The poet did not require much pressing. He drew forth from his vest a roll of papyrus, and after hemming three times, as much to command silence as to clear his voice, he began that wonderful ode, of which, to the great mortification of the author of this history, no single verse can be discovered.

By the plaudits he received, it was doubtless worthy of his fame; and Glaucus was the only listener who did not find it excel the best odes of Horace.

The poem concluded, those who took only the cold bath began to undress; they suspended their garments on hooks fastened in the wall, and receiving, according to their condition, either from their own slaves or those of the thermae, loose robes in exchange, withdrew into that graceful circular building which yet exists, to shame the unlaving posterity of the south.

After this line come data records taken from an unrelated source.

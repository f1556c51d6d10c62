//! Deterministic signers for tests

use alloy_primitives::{Address, B256, Bytes};
use alloy_sol_types::SolStruct;
use k256::ecdsa::SigningKey;

use crate::PayerAuthenticator;

/// Secp256k1 key producing `r || s || v` signatures with `v` in {27, 28}
#[derive(Debug, Clone)]
pub struct TestSigner {
    key: SigningKey,
}

impl TestSigner {
    /// Signer whose private key is `seed` repeated
    ///
    /// # Panics
    ///
    /// Panics if `seed` is zero.
    pub fn from_seed(seed: u8) -> Self {
        let key = SigningKey::from_slice(&[seed; 32]).expect("non-zero seed is a valid key");
        Self { key }
    }

    /// Ethereum address of the key
    pub fn address(&self) -> Address {
        Address::from_private_key(&self.key)
    }

    /// Sign a prehashed digest
    ///
    /// # Panics
    ///
    /// Panics if k256 fails to sign, which does not happen for valid keys.
    pub fn sign_hash(&self, hash: B256) -> Bytes {
        let (signature, recovery_id) =
            self.key.sign_prehash_recoverable(hash.as_slice()).expect("signing succeeds");
        let mut raw = signature.to_bytes().to_vec();
        raw.push(recovery_id.to_byte() + 27);
        raw.into()
    }

    /// Sign typed data under the authenticator's domain
    pub fn sign_typed<T: SolStruct>(&self, auth: &PayerAuthenticator, message: &T) -> Bytes {
        self.sign_hash(auth.signing_hash(message))
    }
}
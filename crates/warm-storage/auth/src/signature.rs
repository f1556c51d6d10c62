//! Raw `r || s || v` signature handling

use alloy_primitives::{Address, B256, Signature, U256, uint};

use crate::AuthError;

/// Length of a raw recoverable signature
pub const SIGNATURE_LENGTH: usize = 65;

/// Half the secp256k1 group order, the largest canonical `s`
pub const SECP256K1_HALF_ORDER: U256 =
    uint!(0x7FFFFFFFFFFFFFFFFFFFFFFFFFFFFFFF5D576E7357A4501DDFE92F46681B20A0_U256);

/// Parse a 65 byte `r || s || v` signature
///
/// `v` may be given either as a parity bit (0, 1) or in the legacy 27/28
/// form. Only the low-`s` form of a signature is accepted.
pub fn parse_signature(bytes: &[u8]) -> Result<Signature, AuthError> {
    if bytes.len() != SIGNATURE_LENGTH {
        return Err(AuthError::InvalidSignatureLength(bytes.len()));
    }

    let y_parity = match bytes[64] {
        0 | 27 => false,
        1 | 28 => true,
        other => return Err(AuthError::UnsupportedRecoveryId(other)),
    };
    let r = U256::from_be_slice(&bytes[..32]);
    let s = U256::from_be_slice(&bytes[32..64]);
    if s > SECP256K1_HALF_ORDER {
        return Err(AuthError::NonCanonicalSignature);
    }

    Ok(Signature::new(r, s, y_parity))
}

/// Recover the address that signed `hash`
pub fn recover_signer(hash: B256, bytes: &[u8]) -> Result<Address, AuthError> {
    parse_signature(bytes)?
        .recover_address_from_prehash(&hash)
        .map_err(|err| AuthError::RecoveryFailed(err.to_string()))
}
/// Proving state of one data set
#[derive(Debug, Clone, PartialEq, Eq, Serialize, Deserialize)]
pub struct ProvingState {
    /// Period parameters snapshotted at creation
    pub params: ProvingParams,
    /// Epoch the first period opened, zero if never
    pub activation_epoch: Epoch,
    /// Deadline of the open period, zero if none
    pub proving_deadline: Epoch,
    /// Whether a proof was accepted in the open period
    pub proven_this_period: bool,
    /// Periods with an accepted proof
    pub proven_periods: ProvenPeriods,
}

impl ProvingState {
    /// Uninitialized state
    pub fn new(params: ProvingParams) -> Self {
        Self {
            params,
            activation_epoch: 0,
            proving_deadline: NO_PROVING_DEADLINE,
            proven_this_period: false,
            proven_periods: ProvenPeriods::default(),
        }
    }

    /// Period geometry anchored at the activation epoch
    pub const fn schedule(&self) -> PeriodSchedule {
        PeriodSchedule::new(self.activation_epoch, self.params)
    }

    /// Whether proving was ever activated
    pub const fn is_active(&self) -> bool {
        self.activation_epoch != 0
    }

    /// Whether a period is open
    pub const fn is_open(&self) -> bool {
        self.proving_deadline != NO_PROVING_DEADLINE
    }

    /// Challenge window of the open period
    pub const fn current_window(&self) -> Option<ChallengeWindow> {
        if self.is_open() { Some(self.schedule().window(self.proving_deadline)) } else { None }
    }

    /// Whether `period` has an accepted proof
    pub fn is_period_proven(&self, period: u64) -> bool {
        self.proven_periods.contains(period)
    }

    /// Validate a proof submitted at `epoch`, returning the period it proves
    pub fn check_proof(
        &self,
        data_set_id: DataSetId,
        epoch: Epoch,
        challenge_count: u64,
    ) -> Result<u64> {
        if self.proven_this_period {
            return Err(ServiceError::ProofAlreadySubmitted(data_set_id));
        }
        if challenge_count < CHALLENGES_PER_PROOF {
            return Err(ServiceError::InvalidChallengeCount {
                required: CHALLENGES_PER_PROOF,
                actual: challenge_count,
            });
        }
        if !self.is_open() {
            return Err(ServiceError::ProvingNotStarted(data_set_id));
        }

        let deadline = self.proving_deadline;
        if epoch > deadline {
            return Err(ServiceError::ProvingPeriodPassed { data_set_id, deadline, epoch });
        }
        let window = self.schedule().window(deadline);
        if epoch < window.start {
            return Err(ServiceError::ChallengeWindowNotStarted { data_set_id, window, epoch });
        }

        Ok(self.schedule().period_of_deadline(deadline))
    }

    /// Record a proof checked by [`Self::check_proof`]
    pub fn record_proof(&mut self, period: u64) {
        self.proven_this_period = true;
        self.proven_periods.insert(period);
    }

    /// Validate an advance at `epoch` to a period challenged at `challenge_epoch`
    pub fn check_advance(
        &self,
        data_set_id: DataSetId,
        epoch: Epoch,
        challenge_epoch: Epoch,
    ) -> Result<PeriodAdvance> {
        let max_period = self.params.max_proving_period;
        let validate = |deadline: Epoch| {
            let window = ChallengeWindow::ending_at(deadline, self.params.challenge_window_size);
            if window.contains(challenge_epoch) {
                Ok(())
            } else {
                Err(ServiceError::InvalidChallengeEpoch { data_set_id, challenge_epoch, window })
            }
        };

        if !self.is_active() {
            // activation epoch 0 reads back as never activated
            if epoch == 0 {
                return Err(ServiceError::ActivationAtGenesis(data_set_id));
            }
            let next_deadline =
                epoch.checked_add(max_period).ok_or(ServiceError::Overflow("first deadline"))?;
            validate(next_deadline)?;
            return Ok(PeriodAdvance {
                kind: AdvanceKind::Activated,
                activation_epoch: epoch,
                previous_deadline: NO_PROVING_DEADLINE,
                next_deadline,
                faulted_periods: 0,
            });
        }

        if !self.is_open() {
            let next_deadline = self.schedule().next_deadline_after(epoch);
            validate(next_deadline)?;
            return Ok(PeriodAdvance {
                kind: AdvanceKind::Reopened,
                activation_epoch: self.activation_epoch,
                previous_deadline: NO_PROVING_DEADLINE,
                next_deadline,
                faulted_periods: 0,
            });
        }

        let deadline = self.proving_deadline;
        if epoch <= deadline {
            return Err(ServiceError::NextProvingPeriodAlreadyCalled { data_set_id, deadline, epoch });
        }

        let skipped = periods_skipped(deadline, epoch, max_period);
        let faulted_periods = skipped + u64::from(!self.proven_this_period);

        if challenge_epoch == NO_CHALLENGE_SCHEDULED {
            return Ok(PeriodAdvance {
                kind: AdvanceKind::Closed,
                activation_epoch: self.activation_epoch,
                previous_deadline: deadline,
                next_deadline: NO_PROVING_DEADLINE,
                faulted_periods,
            });
        }

        let next_deadline = max_period
            .checked_mul(skipped + 1)
            .and_then(|offset| deadline.checked_add(offset))
            .ok_or(ServiceError::Overflow("next deadline"))?;
        validate(next_deadline)?;

        Ok(PeriodAdvance {
            kind: AdvanceKind::Advanced,
            activation_epoch: self.activation_epoch,
            previous_deadline: deadline,
            next_deadline,
            faulted_periods,
        })
    }

    /// Apply an advance checked by [`Self::check_advance`]
    pub const fn apply_advance(&mut self, advance: &PeriodAdvance) {
        self.activation_epoch = advance.activation_epoch;
        self.proving_deadline = advance.next_deadline;
        self.proven_this_period = false;
    }
}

The more luxurious departed by another door to the tepidarium, a place which was heated to a voluptuous warmth, partly by a movable fireplace, principally by a suspended pavement, beneath which was conducted the caloric of the laconicum.

Here this portion of the intended bathers, after unrobing themselves, remained for some time enjoying the artificial warmth of the luxurious air. And this room, as befitted its important rank in the long process of ablution, was more richly and elaborately decorated than the rest; the arched roof was beautifully carved and painted; the windows above, of ground glass, admitted but wandering and uncertain rays; below the massive cornices were rows of figures in massive and bold relief; the walls glowed with crimson, the pavement was skillfully tessellated in white mosaics. Here the habituated bathers, men who bathed seven times a day, would remain in a state of enervate and speechless lassitude, either before or (mostly) after the water-bath; and many of these victims of the pursuit of health turned their listless eyes on the newcomers, recognizing their friends with a nod, but dreading the fatigue of conversation.

>From this place the party again diverged, according to their several fancies, some to the sudatorium, which answered the purpose of our vapor-baths, and thence to the warm-bath itself; those more accustomed to exercise, and capable of dispensing with so cheap a purchase of fatigue, resorted at once to the calidarium, or water-bath.